Subject to the terms and conditions in Schedule 3, the Performance Rights will be issued for nil cash consideration and vest on the Company's Share price reaching $0.05 for 10 consecutive Trading Days.

The resolutions comprising Resolution 4 seek the approval of Shareholders for the issue of the Performance Rights to Directors or their nominee(s) under and for the purposes of Listing Rule 10.11 and sections 195(4) and 208 of the Corporations Act.

7.2 Listing Rule 10.11

A summary of Listing Rule 10.11 is contained in Section 5.2 above.

The proposed issues of Performance Rights to the Directors fall within Listing Rule 10.11.1 and do not fall within any of the exceptions in Listing Rule 10.12. They therefore require the approval of Shareholders under Listing Rule 10.11.

The resolutions comprising Resolution 4 seek the required Shareholder approval to the proposed issues of Performance Rights to the Directors under and for the purposes of Listing Rule 10.11.
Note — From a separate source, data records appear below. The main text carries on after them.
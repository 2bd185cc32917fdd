//! Mesh objects and the triangle rasterizer
//!
//! The explicit geometry evaluator: a mesh object pairs a validated
//! vertex stream with its model transform and specular material, and the
//! rasterizer projects its triangles through the camera into per-pixel
//! surface attributes.
//!
//! Interpolation is perspective-correct: attributes divided by clip-space
//! `w` vary linearly in screen space, as does `1 / w`, so each covered
//! pixel recovers the true attribute by dividing the interpolated sums.
//! Triangles with any vertex at `w <= 0` are discarded whole rather than
//! clipped; fragments falling outside the [0, 1] depth range are dropped
//! individually, which covers the near and far planes.

use crate::foundation::math::{Vec2, Vec3};
use crate::render::attachments::{GBuffer, RenderTarget};
use crate::scene::camera::Camera;
use crate::scene::transform::ModelTransform;
use crate::scene::SceneError;

use crate::geometry::vertex::VertexStream;

/// Whether an object takes part in deferred lighting
#[derive(Debug, Clone, Copy, PartialEq, Eq)]
pub enum ShadingVariant {
    /// Writes surface attributes for the lighting subpasses
    Lit,
    /// Writes its vertex color straight to the final target, no lighting
    Unlit,
}

/// A renderable mesh: vertex stream, transform, material
///
/// The shading variant is fixed at construction. Specular parameters are
/// carried per object, not per vertex, and validated here rather than per
/// frame.
#[derive(Debug, Clone)]
pub struct MeshObject {
    vertices: VertexStream,
    transform: ModelTransform,
    variant: ShadingVariant,
    specular_intensity: f32,
    shininess: f32,
}

impl MeshObject {
    /// Create a lit mesh object
    ///
    /// # Errors
    /// Returns [`SceneError::DegenerateShininess`] unless `shininess` is a
    /// finite positive exponent.
    pub fn lit(
        vertices: VertexStream,
        transform: ModelTransform,
        specular_intensity: f32,
        shininess: f32,
    ) -> Result<Self, SceneError> {
        if !(shininess.is_finite() && shininess > 0.0) {
            return Err(SceneError::DegenerateShininess(shininess));
        }
        Ok(Self {
            vertices,
            transform,
            variant: ShadingVariant::Lit,
            specular_intensity,
            shininess,
        })
    }

    /// Create an unlit mesh object
    ///
    /// Unlit objects never reach the lighting subpasses, so they carry no
    /// specular material.
    pub fn unlit(vertices: VertexStream, transform: ModelTransform) -> Self {
        Self {
            vertices,
            transform,
            variant: ShadingVariant::Unlit,
            specular_intensity: 0.0,
            shininess: 1.0,
        }
    }

    /// The object's vertex stream
    pub fn vertices(&self) -> &VertexStream {
        &self.vertices
    }

    /// The object's model transform
    pub fn transform(&self) -> &ModelTransform {
        &self.transform
    }

    /// Mutable transform access for between-frame animation
    pub fn transform_mut(&mut self) -> &mut ModelTransform {
        &mut self.transform
    }

    /// The object's shading variant
    pub fn variant(&self) -> ShadingVariant {
        self.variant
    }

    /// Specular intensity multiplier
    pub fn specular_intensity(&self) -> f32 {
        self.specular_intensity
    }

    /// Specular shininess exponent
    pub fn shininess(&self) -> f32 {
        self.shininess
    }
}

/// One projected vertex, attributes pre-divided by clip `w`
struct ProjectedVertex {
    screen: Vec2,
    ndc_z: f32,
    inv_w: f32,
    position_over_w: Vec3,
    normal_over_w: Vec3,
    color_over_w: Vec3,
}

/// Signed doubled area of triangle `a b p` in screen space
///
/// Screen space has Y pointing down, so counter-clockwise front faces
/// come out with negative area.
fn edge(a: &Vec2, b: &Vec2, p: &Vec2) -> f32 {
    (b.x - a.x) * (p.y - a.y) - (b.y - a.y) * (p.x - a.x)
}

/// Triangle rasterizer for the geometry subpass
///
/// Stateless between draws; the depth plane it tests against lives in the
/// G-buffer so lit and unlit objects occlude each other correctly.
#[derive(Debug, Clone, Copy, Default)]
pub struct MeshRasterizer;

impl MeshRasterizer {
    /// Create a rasterizer
    pub fn new() -> Self {
        Self
    }

    /// Rasterize a lit object's surface attributes into the G-buffer
    pub fn draw_lit(&self, camera: &Camera, object: &MeshObject, gbuffer: &mut GBuffer) {
        let specular_intensity = object.specular_intensity();
        let shininess = object.shininess();
        self.rasterize(camera, object, gbuffer.width(), gbuffer.height(), |x, y, depth, albedo, normal, position| {
            if gbuffer.depth_test_and_store(x, y, depth) {
                gbuffer.store_surface(x, y, &albedo, &normal, &position, specular_intensity, shininess);
            }
        });
    }

    /// Rasterize an unlit object straight into the color target
    ///
    /// Depth-tests against the shared depth plane but writes interpolated
    /// vertex color to the target. Winning the depth test also zeroes the
    /// pixel's stored surface attributes; an unlit fragment may be covering
    /// lit geometry drawn earlier, and the lighting subpasses must not
    /// shade that hidden surface onto it.
    pub fn draw_unlit(
        &self,
        camera: &Camera,
        object: &MeshObject,
        gbuffer: &mut GBuffer,
        target: &mut RenderTarget,
    ) {
        self.rasterize(camera, object, gbuffer.width(), gbuffer.height(), |x, y, depth, albedo, _, _| {
            if gbuffer.depth_test_and_store(x, y, depth) {
                gbuffer.store_surface(x, y, &Vec3::zeros(), &Vec3::zeros(), &Vec3::zeros(), 0.0, 0.0);
                target.set(x, y, &albedo);
            }
        });
    }

    fn rasterize<F>(&self, camera: &Camera, object: &MeshObject, width: u32, height: u32, mut emit: F)
    where
        F: FnMut(u32, u32, f32, Vec3, Vec3, Vec3),
    {
        let transform = object.transform();
        let mvp = camera.view_projection() * transform.model();
        let stream = object.vertices();

        log::trace!(
            "rasterizing {} triangles into {}x{}",
            stream.triangle_count(),
            width,
            height
        );

        'triangles: for triangle in 0..stream.triangle_count() {
            let mut projected: [ProjectedVertex; 3] = std::array::from_fn(|_| ProjectedVertex {
                screen: Vec2::zeros(),
                ndc_z: 0.0,
                inv_w: 0.0,
                position_over_w: Vec3::zeros(),
                normal_over_w: Vec3::zeros(),
                color_over_w: Vec3::zeros(),
            });

            for corner in 0..3 {
                let vertex = stream.vertex(triangle * 3 + corner);
                let clip = mvp * vertex.position_vec().push(1.0);
                if clip.w <= 0.0 {
                    // At least one corner behind the camera plane; drop the
                    // whole triangle instead of clipping.
                    continue 'triangles;
                }
                let inv_w = 1.0 / clip.w;
                let ndc = clip.xyz() * inv_w;
                projected[corner] = ProjectedVertex {
                    screen: Vec2::new(
                        (ndc.x * 0.5 + 0.5) * width as f32,
                        (0.5 - ndc.y * 0.5) * height as f32,
                    ),
                    ndc_z: ndc.z,
                    inv_w,
                    position_over_w: transform.world_position(&vertex.position_vec()) * inv_w,
                    normal_over_w: transform.world_normal(&vertex.normal_vec()) * inv_w,
                    color_over_w: vertex.color_vec() * inv_w,
                };
            }

            let [a, b, c] = &projected;
            let area = edge(&a.screen, &b.screen, &c.screen);
            // Back-facing or degenerate.
            if area >= -f32::EPSILON {
                continue;
            }

            let min_x = a.screen.x.min(b.screen.x).min(c.screen.x).floor().max(0.0) as u32;
            let min_y = a.screen.y.min(b.screen.y).min(c.screen.y).floor().max(0.0) as u32;
            let max_x = (a.screen.x.max(b.screen.x).max(c.screen.x).ceil() as i64)
                .min(i64::from(width) - 1);
            let max_y = (a.screen.y.max(b.screen.y).max(c.screen.y).ceil() as i64)
                .min(i64::from(height) - 1);
            if max_x < i64::from(min_x) || max_y < i64::from(min_y) {
                continue;
            }

            for y in min_y..=max_y as u32 {
                for x in min_x..=max_x as u32 {
                    let pixel = Vec2::new(x as f32 + 0.5, y as f32 + 0.5);
                    let l0 = edge(&b.screen, &c.screen, &pixel) / area;
                    let l1 = edge(&c.screen, &a.screen, &pixel) / area;
                    let l2 = edge(&a.screen, &b.screen, &pixel) / area;
                    if l0 < 0.0 || l1 < 0.0 || l2 < 0.0 {
                        continue;
                    }

                    // NDC depth is already divided by w, so it interpolates
                    // linearly in screen space.
                    let depth = l0 * a.ndc_z + l1 * b.ndc_z + l2 * c.ndc_z;
                    if !(0.0..=1.0).contains(&depth) {
                        continue;
                    }

                    let inv_w = l0 * a.inv_w + l1 * b.inv_w + l2 * c.inv_w;
                    let position = (l0 * a.position_over_w
                        + l1 * b.position_over_w
                        + l2 * c.position_over_w)
                        / inv_w;
                    let normal =
                        (l0 * a.normal_over_w + l1 * b.normal_over_w + l2 * c.normal_over_w)
                            / inv_w;
                    let albedo =
                        (l0 * a.color_over_w + l1 * b.color_over_w + l2 * c.color_over_w) / inv_w;

                    emit(x, y, depth, albedo, normal, position);
                }
            }
        }
    }
}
If the resolutions comprising Resolution 4 are passed, the Company will be able to proceed with the issue of the respective Performance Rights to each the Directors (or their respective nominee(s)) that is the subject of the relevant resolution.

If the resolutions comprising Resolution 4 are not passed, the Company will not be able to proceed with the issue of the respective Performance Rights to each of the Directors (or their nominee(s)) that is the subject of the relevant resolution, and the Company may need to consider other forms of remuneration, including by the payment of cash.

As Shareholder approval is sought under Listing Rule 10.11, approval under Listing Rule 7.1 or 7.1A is not required. Accordingly, the issue of Shares to the Directors will not be included under the Company's 15% or additional 10% annual placement capacity pursuant to Listing Rule 7.1 and 7.1A.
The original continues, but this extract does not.